Problem to work on: Could you return every record below exactly as it is written?

[Stored data]
++++++

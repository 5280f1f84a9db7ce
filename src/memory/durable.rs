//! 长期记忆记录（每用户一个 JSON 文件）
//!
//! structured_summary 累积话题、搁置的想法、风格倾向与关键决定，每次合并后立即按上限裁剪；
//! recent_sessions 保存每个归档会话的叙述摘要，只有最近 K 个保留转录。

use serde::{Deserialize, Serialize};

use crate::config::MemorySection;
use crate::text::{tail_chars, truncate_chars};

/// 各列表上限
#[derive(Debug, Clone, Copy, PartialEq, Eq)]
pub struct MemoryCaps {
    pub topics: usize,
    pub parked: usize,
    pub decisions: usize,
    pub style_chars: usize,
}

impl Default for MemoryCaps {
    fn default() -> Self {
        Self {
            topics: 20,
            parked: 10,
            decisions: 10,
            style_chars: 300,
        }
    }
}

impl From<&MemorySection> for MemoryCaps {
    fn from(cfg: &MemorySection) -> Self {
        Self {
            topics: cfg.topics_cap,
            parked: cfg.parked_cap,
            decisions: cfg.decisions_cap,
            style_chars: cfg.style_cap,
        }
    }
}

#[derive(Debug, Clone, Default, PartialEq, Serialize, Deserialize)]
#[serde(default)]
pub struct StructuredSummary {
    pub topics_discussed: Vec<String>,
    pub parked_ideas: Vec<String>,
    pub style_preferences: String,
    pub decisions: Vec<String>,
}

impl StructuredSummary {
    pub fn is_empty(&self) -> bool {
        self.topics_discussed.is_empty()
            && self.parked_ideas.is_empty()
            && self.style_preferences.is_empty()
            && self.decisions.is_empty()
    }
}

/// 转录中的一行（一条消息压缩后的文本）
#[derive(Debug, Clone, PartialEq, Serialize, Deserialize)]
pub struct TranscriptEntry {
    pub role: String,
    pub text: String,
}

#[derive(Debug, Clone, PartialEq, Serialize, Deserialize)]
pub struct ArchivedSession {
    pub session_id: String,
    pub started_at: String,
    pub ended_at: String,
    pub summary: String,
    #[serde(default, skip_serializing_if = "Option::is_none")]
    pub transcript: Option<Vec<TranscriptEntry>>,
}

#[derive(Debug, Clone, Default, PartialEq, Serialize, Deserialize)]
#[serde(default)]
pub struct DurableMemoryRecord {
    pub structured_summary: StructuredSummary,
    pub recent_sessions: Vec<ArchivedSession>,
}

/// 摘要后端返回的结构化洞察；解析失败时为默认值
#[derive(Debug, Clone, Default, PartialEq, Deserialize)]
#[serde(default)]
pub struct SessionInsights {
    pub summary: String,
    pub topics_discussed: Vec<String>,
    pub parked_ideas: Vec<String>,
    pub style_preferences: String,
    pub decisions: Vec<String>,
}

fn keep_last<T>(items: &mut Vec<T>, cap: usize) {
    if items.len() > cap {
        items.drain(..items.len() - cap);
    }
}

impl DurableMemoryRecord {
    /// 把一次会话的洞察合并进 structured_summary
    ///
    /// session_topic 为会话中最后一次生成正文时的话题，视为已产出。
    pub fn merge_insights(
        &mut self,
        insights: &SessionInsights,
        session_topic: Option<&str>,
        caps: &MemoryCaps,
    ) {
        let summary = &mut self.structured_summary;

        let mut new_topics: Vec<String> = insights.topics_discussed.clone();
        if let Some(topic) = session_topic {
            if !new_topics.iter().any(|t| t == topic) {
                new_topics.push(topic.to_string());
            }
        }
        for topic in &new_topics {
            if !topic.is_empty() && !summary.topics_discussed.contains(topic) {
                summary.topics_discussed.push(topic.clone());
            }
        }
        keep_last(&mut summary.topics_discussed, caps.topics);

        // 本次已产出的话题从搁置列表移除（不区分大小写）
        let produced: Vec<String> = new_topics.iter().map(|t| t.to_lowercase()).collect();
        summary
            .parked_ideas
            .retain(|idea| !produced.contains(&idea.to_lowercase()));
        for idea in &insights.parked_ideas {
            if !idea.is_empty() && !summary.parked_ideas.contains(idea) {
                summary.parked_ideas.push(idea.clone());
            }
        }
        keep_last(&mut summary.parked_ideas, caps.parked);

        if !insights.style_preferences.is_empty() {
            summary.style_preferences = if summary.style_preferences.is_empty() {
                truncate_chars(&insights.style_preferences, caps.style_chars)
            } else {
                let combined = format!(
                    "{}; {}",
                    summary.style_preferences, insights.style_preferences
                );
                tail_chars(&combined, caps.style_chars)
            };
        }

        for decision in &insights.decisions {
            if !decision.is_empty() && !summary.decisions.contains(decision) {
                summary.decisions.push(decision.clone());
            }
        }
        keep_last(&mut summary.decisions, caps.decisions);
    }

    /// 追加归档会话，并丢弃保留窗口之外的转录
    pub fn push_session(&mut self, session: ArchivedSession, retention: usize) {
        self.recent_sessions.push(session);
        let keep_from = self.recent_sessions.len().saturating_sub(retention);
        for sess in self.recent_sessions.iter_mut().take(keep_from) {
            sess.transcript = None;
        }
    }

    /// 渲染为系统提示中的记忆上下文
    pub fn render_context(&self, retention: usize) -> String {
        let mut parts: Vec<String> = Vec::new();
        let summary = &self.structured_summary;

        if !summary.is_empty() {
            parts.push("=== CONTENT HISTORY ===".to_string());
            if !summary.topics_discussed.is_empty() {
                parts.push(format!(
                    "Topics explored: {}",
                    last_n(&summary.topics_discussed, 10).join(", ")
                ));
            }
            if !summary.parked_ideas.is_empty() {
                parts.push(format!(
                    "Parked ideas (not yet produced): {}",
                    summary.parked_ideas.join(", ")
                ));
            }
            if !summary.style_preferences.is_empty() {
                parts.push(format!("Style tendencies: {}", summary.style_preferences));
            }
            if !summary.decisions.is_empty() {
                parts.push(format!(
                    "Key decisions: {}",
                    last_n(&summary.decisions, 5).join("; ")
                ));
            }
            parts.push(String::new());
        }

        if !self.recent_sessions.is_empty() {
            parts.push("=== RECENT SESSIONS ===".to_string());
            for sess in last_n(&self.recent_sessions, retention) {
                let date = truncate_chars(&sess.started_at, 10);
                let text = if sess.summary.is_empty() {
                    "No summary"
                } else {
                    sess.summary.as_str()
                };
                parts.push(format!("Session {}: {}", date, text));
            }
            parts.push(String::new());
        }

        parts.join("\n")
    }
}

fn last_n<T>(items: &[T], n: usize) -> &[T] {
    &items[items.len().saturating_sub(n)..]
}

++++++

Solution:
repository 5280f1f84a9db7ce
filename src/memory/durable.rs
//! 长期记忆记录（每用户一个 JSON 文件）
//!
//! structured_summary 累积话题、搁置的想法、风格倾向与关键决定，每次合并后立即按上限裁剪；
//! recent_sessions 保存每个归档会话的叙述摘要，只有最近 K 个保留转录。

use serde::{Deserialize, Serialize};

use crate::config::MemorySection;
use crate::text::{tail_chars, truncate_chars};

/// 各列表上限
#[derive(Debug, Clone, Copy, PartialEq, Eq)]
pub struct MemoryCaps {
    pub topics: usize,
    pub parked: usize,
    pub decisions: usize,
    pub style_chars: usize,
}

impl Default for MemoryCaps {
    fn default() -> Self {
        Self {
            topics: 20,
            parked: 10,
            decisions: 10,
            style_chars: 300,
        }
    }
}

impl From<&MemorySection> for MemoryCaps {
    fn from(cfg: &MemorySection) -> Self {
        Self {
            topics: cfg.topics_cap,
            parked: cfg.parked_cap,
            decisions: cfg.decisions_cap,
            style_chars: cfg.style_cap,
        }
    }
}

#[derive(Debug, Clone, Default, PartialEq, Serialize, Deserialize)]
#[serde(default)]
pub struct StructuredSummary {
    pub topics_discussed: Vec<String>,
    pub parked_ideas: Vec<String>,
    pub style_preferences: String,
    pub decisions: Vec<String>,
}

impl StructuredSummary {
    pub fn is_empty(&self) -> bool {
        self.topics_discussed.is_empty()
            && self.parked_ideas.is_empty()
            && self.style_preferences.is_empty()
            && self.decisions.is_empty()
    }
}

/// 转录中的一行（一条消息压缩后的文本）
#[derive(Debug, Clone, PartialEq, Serialize, Deserialize)]
pub struct TranscriptEntry {
    pub role: String,
    pub text: String,
}

#[derive(Debug, Clone, PartialEq, Serialize, Deserialize)]
pub struct ArchivedSession {
    pub session_id: String,
    pub started_at: String,
    pub ended_at: String,
    pub summary: String,
    #[serde(default, skip_serializing_if = "Option::is_none")]
    pub transcript: Option<Vec<TranscriptEntry>>,
}

#[derive(Debug, Clone, Default, PartialEq, Serialize, Deserialize)]
#[serde(default)]
pub struct DurableMemoryRecord {
    pub structured_summary: StructuredSummary,
    pub recent_sessions: Vec<ArchivedSession>,
}

/// 摘要后端返回的结构化洞察；解析失败时为默认值
#[derive(Debug, Clone, Default, PartialEq, Deserialize)]
#[serde(default)]
pub struct SessionInsights {
    pub summary: String,
    pub topics_discussed: Vec<String>,
    pub parked_ideas: Vec<String>,
    pub style_preferences: String,
    pub decisions: Vec<String>,
}

fn keep_last<T>(items: &mut Vec<T>, cap: usize) {
    if items.len() > cap {
        items.drain(..items.len() - cap);
    }
}

impl DurableMemoryRecord {
    /// 把一次会话的洞察合并进 structured_summary
    ///
    /// session_topic 为会话中最后一次生成正文时的话题，视为已产出。
    pub fn merge_insights(
        &mut self,
        insights: &SessionInsights,
        session_topic: Option<&str>,
        caps: &MemoryCaps,
    ) {
        let summary = &mut self.structured_summary;

        let mut new_topics: Vec<String> = insights.topics_discussed.clone();
        if let Some(topic) = session_topic {
            if !new_topics.iter().any(|t| t == topic) {
                new_topics.push(topic.to_string());
            }
        }
        for topic in &new_topics {
            if !topic.is_empty() && !summary.topics_discussed.contains(topic) {
                summary.topics_discussed.push(topic.clone());
            }
        }
        keep_last(&mut summary.topics_discussed, caps.topics);

        // 本次已产出的话题从搁置列表移除（不区分大小写）
        let produced: Vec<String> = new_topics.iter().map(|t| t.to_lowercase()).collect();
        summary
            .parked_ideas
            .retain(|idea| !produced.contains(&idea.to_lowercase()));
        for idea in &insights.parked_ideas {
            if !idea.is_empty() && !summary.parked_ideas.contains(idea) {
                summary.parked_ideas.push(idea.clone());
            }
        }
        keep_last(&mut summary.parked_ideas, caps.parked);

        if !insights.style_preferences.is_empty() {
            summary.style_preferences = if summary.style_preferences.is_empty() {
                truncate_chars(&insights.style_preferences, caps.style_chars)
            } else {
                let combined = format!(
                    "{}; {}",
                    summary.style_preferences, insights.style_preferences
                );
                tail_chars(&combined, caps.style_chars)
            };
        }

        for decision in &insights.decisions {
            if !decision.is_empty() && !summary.decisions.contains(decision) {
                summary.decisions.push(decision.clone());
            }
        }
        keep_last(&mut summary.decisions, caps.decisions);
    }

    /// 追加归档会话，并丢弃保留窗口之外的转录
    pub fn push_session(&mut self, session: ArchivedSession, retention: usize) {
        self.recent_sessions.push(session);
        let keep_from = self.recent_sessions.len().saturating_sub(retention);
        for sess in self.recent_sessions.iter_mut().take(keep_from) {
            sess.transcript = None;
        }
    }

    /// 渲染为系统提示中的记忆上下文
    pub fn render_context(&self, retention: usize) -> String {
        let mut parts: Vec<String> = Vec::new();
        let summary = &self.structured_summary;

        if !summary.is_empty() {
            parts.push("=== CONTENT HISTORY ===".to_string());
            if !summary.topics_discussed.is_empty() {
                parts.push(format!(
                    "Topics explored: {}",
                    last_n(&summary.topics_discussed, 10).join(", ")
                ));
            }
            if !summary.parked_ideas.is_empty() {
                parts.push(format!(
                    "Parked ideas (not yet produced): {}",
                    summary.parked_ideas.join(", ")
                ));
            }
            if !summary.style_preferences.is_empty() {
                parts.push(format!("Style tendencies: {}", summary.style_preferences));
            }
            if !summary.decisions.is_empty() {
                parts.push(format!(
                    "Key decisions: {}",
                    last_n(&summary.decisions, 5).join("; ")
                ));
            }
            parts.push(String::new());
        }

        if !self.recent_sessions.is_empty() {
            parts.push("=== RECENT SESSIONS ===".to_string());
            for sess in last_n(&self.recent_sessions, retention) {
                let date = truncate_chars(&sess.started_at, 10);
                let text = if sess.summary.is_empty() {
                    "No summary"
                } else {
                    sess.summary.as_str()
                };
                parts.push(format!("Session {}: {}", date, text));
            }
            parts.push(String::new());
        }

        parts.join("\n")
    }
}

fn last_n<T>(items: &[T], n: usize) -> &[T] {
    &items[items.len().saturating_sub(n)..]
}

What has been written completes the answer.